From a selfish and pragmatic standpoint, the Republicans should oppose D.C. statehood: they are a (numerical) minority party and hold office disproportionately to the number of people they represent. This is enabled by a diverse set of political strategies ranging from gerrymandering to voter suppression. This approach explicitly rejects the notion of majority rule and the idea that political legitimacy rests on the consent of the governed. That is, this rejects democracy. But what if you accept majority rule and the idea that legitimacy depends on consent?

As it now stands, the people of D.C. are not represented in Congress and are not able to provide their consent (via representative). D.C. does get electoral college votes, despite not being a state, but this system has its own anti-democratic and anti-majority rule issues. Since I consistently hold to the foundational principles of representative democracy, I believe that D.C. should be a state: it meets the requirements and to deny its citizens representation is undemocratic. Or perhaps “unrepresentative” is a better term.

It could be countered that the citizens of D.C. choose to live there and thus voluntarily forgo representation; but one could have made that argument for any state before it became a state: people elected to live in parts of the country that were not (yet) states. So, if this argument were good, then it would apply to all the (non-original) states. But this is absurd.
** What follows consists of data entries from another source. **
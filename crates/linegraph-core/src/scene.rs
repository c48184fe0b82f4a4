// File: crates/linegraph-core/src/scene.rs
// Summary: Retained-mode node tree (rectangles, line segments, text) with id-based parent/child links.

use std::collections::{HashMap, HashSet};
use std::fmt;

use skia_safe as skia;

use crate::geometry::{Point, Size};
use crate::text::{FontSpec, TextMetrics};

/// Handle to a node in a [`Scene`]. Ids are never reused, so a handle to a
/// removed node stays invalid forever.
#[derive(Clone, Copy, Debug, PartialEq, Eq, Hash, PartialOrd, Ord)]
pub struct NodeId(u64);

impl fmt::Display for NodeId {
    fn fmt(&self, f: &mut fmt::Formatter<'_>) -> fmt::Result {
        write!(f, "#{}", self.0)
    }
}

/// Filled rectangle. Its position is also the origin of its children.
#[derive(Clone, Debug, PartialEq)]
pub struct RectangleNode {
    pub position: Point,
    pub size: Size,
    pub color: skia::Color,
}

/// Straight stroke between two points; the segment primitive.
#[derive(Clone, Debug, PartialEq)]
pub struct LineNode {
    pub point1: Point,
    pub point2: Point,
    pub color: skia::Color,
    pub thickness: f32,
}

impl LineNode {
    pub fn new(point1: Point, point2: Point, color: skia::Color, thickness: f32) -> Self {
        Self { point1, point2, color, thickness }
    }

    /// True when both endpoints coincide (a single-point series renders as a dot).
    pub fn is_degenerate(&self) -> bool {
        self.point1 == self.point2
    }
}

/// Single-line label.
///
/// `pivot` is the anchor inside the measured box, in fractions of its size:
/// `(0, 0)` puts the top-left corner on `position`, `(1, 1)` the bottom-right.
/// `angle` is in degrees, clockwise, applied around `position`.
#[derive(Clone, Debug, PartialEq)]
pub struct TextNode {
    pub text: String,
    pub color: skia::Color,
    pub font: FontSpec,
    pub position: Point,
    pub pivot: Point,
    pub angle: f32,
    size: Size,
}

impl TextNode {
    pub fn new(text: impl Into<String>, font: FontSpec, color: skia::Color) -> Self {
        Self {
            text: text.into(),
            color,
            font,
            position: Point::default(),
            pivot: Point::default(),
            angle: 0.0,
            size: Size::default(),
        }
    }

    pub fn with_pivot(mut self, x: f32, y: f32) -> Self {
        self.pivot = Point::new(x, y);
        self
    }

    pub fn with_angle(mut self, degrees: f32) -> Self {
        self.angle = degrees;
        self
    }

    /// Measured box from the last [`TextNode::adjust_size`].
    pub fn size(&self) -> Size {
        self.size
    }

    /// Re-measure after the text or font changed.
    pub fn adjust_size(&mut self, metrics: &dyn TextMetrics) {
        self.size = metrics.measure(&self.text, &self.font);
    }
}

#[derive(Clone, Debug, PartialEq)]
pub enum NodeKind {
    Rectangle(RectangleNode),
    Line(LineNode),
    Text(TextNode),
}

#[derive(Debug)]
struct Entry {
    kind: NodeKind,
    z_order: i32,
    parent: Option<NodeId>,
    children: Vec<NodeId>,
}

/// Owner of every node. Parent/child links are ids, so detaching or
/// destroying a node never leaves a dangling reference behind.
#[derive(Debug, Default)]
pub struct Scene {
    nodes: HashMap<NodeId, Entry>,
    next_id: u64,
}

impl Scene {
    pub fn new() -> Self {
        Self::default()
    }

    /// Create a detached node.
    pub fn insert(&mut self, kind: NodeKind) -> NodeId {
        self.insert_with_z(kind, 0)
    }

    /// Create a detached node drawn after lower-`z_order` siblings.
    pub fn insert_with_z(&mut self, kind: NodeKind, z_order: i32) -> NodeId {
        let id = NodeId(self.next_id);
        self.next_id += 1;
        self.nodes.insert(id, Entry { kind, z_order, parent: None, children: Vec::new() });
        id
    }

    pub fn contains(&self, id: NodeId) -> bool {
        self.nodes.contains_key(&id)
    }

    /// Number of live nodes.
    pub fn len(&self) -> usize {
        self.nodes.len()
    }

    pub fn is_empty(&self) -> bool {
        self.nodes.is_empty()
    }

    /// Attach `child` under `parent`, detaching it from any previous parent.
    /// Returns false if either node is missing or the link would form a cycle.
    pub fn add_child(&mut self, parent: NodeId, child: NodeId) -> bool {
        if parent == child || !self.contains(parent) || !self.contains(child) {
            return false;
        }
        if self.ancestors(parent).any(|a| a == child) {
            return false;
        }
        if let Some(old) = self.parent(child) {
            self.remove_child(old, child);
        }
        if let Some(e) = self.nodes.get_mut(&parent) {
            e.children.push(child);
        }
        if let Some(e) = self.nodes.get_mut(&child) {
            e.parent = Some(parent);
        }
        true
    }

    /// Detach `child` from `parent` without destroying it.
    /// Returns false if `child` was not a child of `parent`.
    pub fn remove_child(&mut self, parent: NodeId, child: NodeId) -> bool {
        let Some(p) = self.nodes.get_mut(&parent) else { return false };
        let Some(pos) = p.children.iter().position(|&c| c == child) else { return false };
        p.children.remove(pos);
        if let Some(c) = self.nodes.get_mut(&child) {
            c.parent = None;
        }
        true
    }

    /// Destroy a node and its whole subtree, unlinking it from its parent.
    /// Returns the node's own payload.
    pub fn remove(&mut self, id: NodeId) -> Option<NodeKind> {
        if let Some(parent) = self.parent(id) {
            self.remove_child(parent, id);
        }
        let entry = self.nodes.remove(&id)?;
        let mut stack = entry.children;
        while let Some(next) = stack.pop() {
            if let Some(e) = self.nodes.remove(&next) {
                stack.extend(e.children);
            }
        }
        Some(entry.kind)
    }

    /// Destroy several nodes and their subtrees at once. Each affected parent's
    /// child list is filtered in a single pass. Missing ids are skipped.
    /// Returns how many of `ids` were live.
    pub fn remove_many(&mut self, ids: &[NodeId]) -> usize {
        let doomed: HashSet<NodeId> = ids.iter().copied().filter(|&id| self.contains(id)).collect();
        let parents: HashSet<NodeId> = doomed.iter().filter_map(|&id| self.parent(id)).collect();
        for parent in parents {
            if let Some(e) = self.nodes.get_mut(&parent) {
                e.children.retain(|c| !doomed.contains(c));
            }
        }
        let mut stack: Vec<NodeId> = doomed.iter().copied().collect();
        while let Some(next) = stack.pop() {
            if let Some(e) = self.nodes.remove(&next) {
                stack.extend(e.children);
            }
        }
        doomed.len()
    }

    pub fn parent(&self, id: NodeId) -> Option<NodeId> {
        self.nodes.get(&id).and_then(|e| e.parent)
    }

    /// Children in insertion order; empty for a missing node.
    pub fn children(&self, id: NodeId) -> &[NodeId] {
        self.nodes.get(&id).map(|e| e.children.as_slice()).unwrap_or(&[])
    }

    fn ancestors(&self, id: NodeId) -> impl Iterator<Item = NodeId> + '_ {
        std::iter::successors(self.parent(id), move |&p| self.parent(p))
    }

    pub fn z_order(&self, id: NodeId) -> i32 {
        self.nodes.get(&id).map(|e| e.z_order).unwrap_or(0)
    }

    /// Children sorted for drawing: ascending z order, insertion order within a z.
    pub fn draw_order(&self, id: NodeId) -> Vec<NodeId> {
        let mut out = self.children(id).to_vec();
        out.sort_by_key(|&c| self.z_order(c));
        out
    }

    /// Every node below `id`, depth first, in draw order.
    pub fn descendants(&self, id: NodeId) -> Vec<NodeId> {
        let mut out = Vec::new();
        let mut stack: Vec<NodeId> = self.draw_order(id).into_iter().rev().collect();
        while let Some(next) = stack.pop() {
            out.push(next);
            stack.extend(self.draw_order(next).into_iter().rev());
        }
        out
    }

    pub fn get(&self, id: NodeId) -> Option<&NodeKind> {
        self.nodes.get(&id).map(|e| &e.kind)
    }

    pub fn get_mut(&mut self, id: NodeId) -> Option<&mut NodeKind> {
        self.nodes.get_mut(&id).map(|e| &mut e.kind)
    }

    pub fn line(&self, id: NodeId) -> Option<&LineNode> {
        match self.get(id)? {
            NodeKind::Line(l) => Some(l),
            _ => None,
        }
    }

    pub fn line_mut(&mut self, id: NodeId) -> Option<&mut LineNode> {
        match self.get_mut(id)? {
            NodeKind::Line(l) => Some(l),
            _ => None,
        }
    }

    pub fn text(&self, id: NodeId) -> Option<&TextNode> {
        match self.get(id)? {
            NodeKind::Text(t) => Some(t),
            _ => None,
        }
    }

    pub fn text_mut(&mut self, id: NodeId) -> Option<&mut TextNode> {
        match self.get_mut(id)? {
            NodeKind::Text(t) => Some(t),
            _ => None,
        }
    }

    pub fn rectangle(&self, id: NodeId) -> Option<&RectangleNode> {
        match self.get(id)? {
            NodeKind::Rectangle(r) => Some(r),
            _ => None,
        }
    }

    pub fn rectangle_mut(&mut self, id: NodeId) -> Option<&mut RectangleNode> {
        match self.get_mut(id)? {
            NodeKind::Rectangle(r) => Some(r),
            _ => None,
        }
    }
}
At this point, an obvious attack against me is to point out that I tend to favor the Democrats over the Republicans and hence I am also operating based on wicked motives. That is, I just want the Democrats to win, and I would have a different position if the Republicans wanted to make part of Florida or Texas into a new state.

My reply is that my motives are irrelevant to the truth of my claims and the quality of my logic. Also, if the Republican proposed states met the conditions that qualify D.C. for statehood, then I would be consistent: they should also become states. This could, of course, lead to an absurd situation in which the political parties start carving up existing states to gain more senate seats and electoral college votes. The difference between creating a state out of a non-state and carving up existing states could be relevant to the argument, so a principled case could be made both for supporting D.C. as a state and rejecting carving up existing states to gain senate seats. That said, a case could be made for splitting up large population states to give the people slightly more proportional representation. For example, the tiny population of Wyoming gets the same number of senators as the hugely populated states of California, Texas and Florida. But that is a matter for another time.

In closing, D.C. does meet the requirements for statehood and its citizens are morally entitled to due representation in congress. As such, D.C. should be a state. The same reasoning applies to Puerto Rico, provided the citizens want it to become a state. And yes, I would have to accept North and South Texas, East and West Florida and so on if the Republicans wanted to start breaking up states in accord with the requirements of statehood.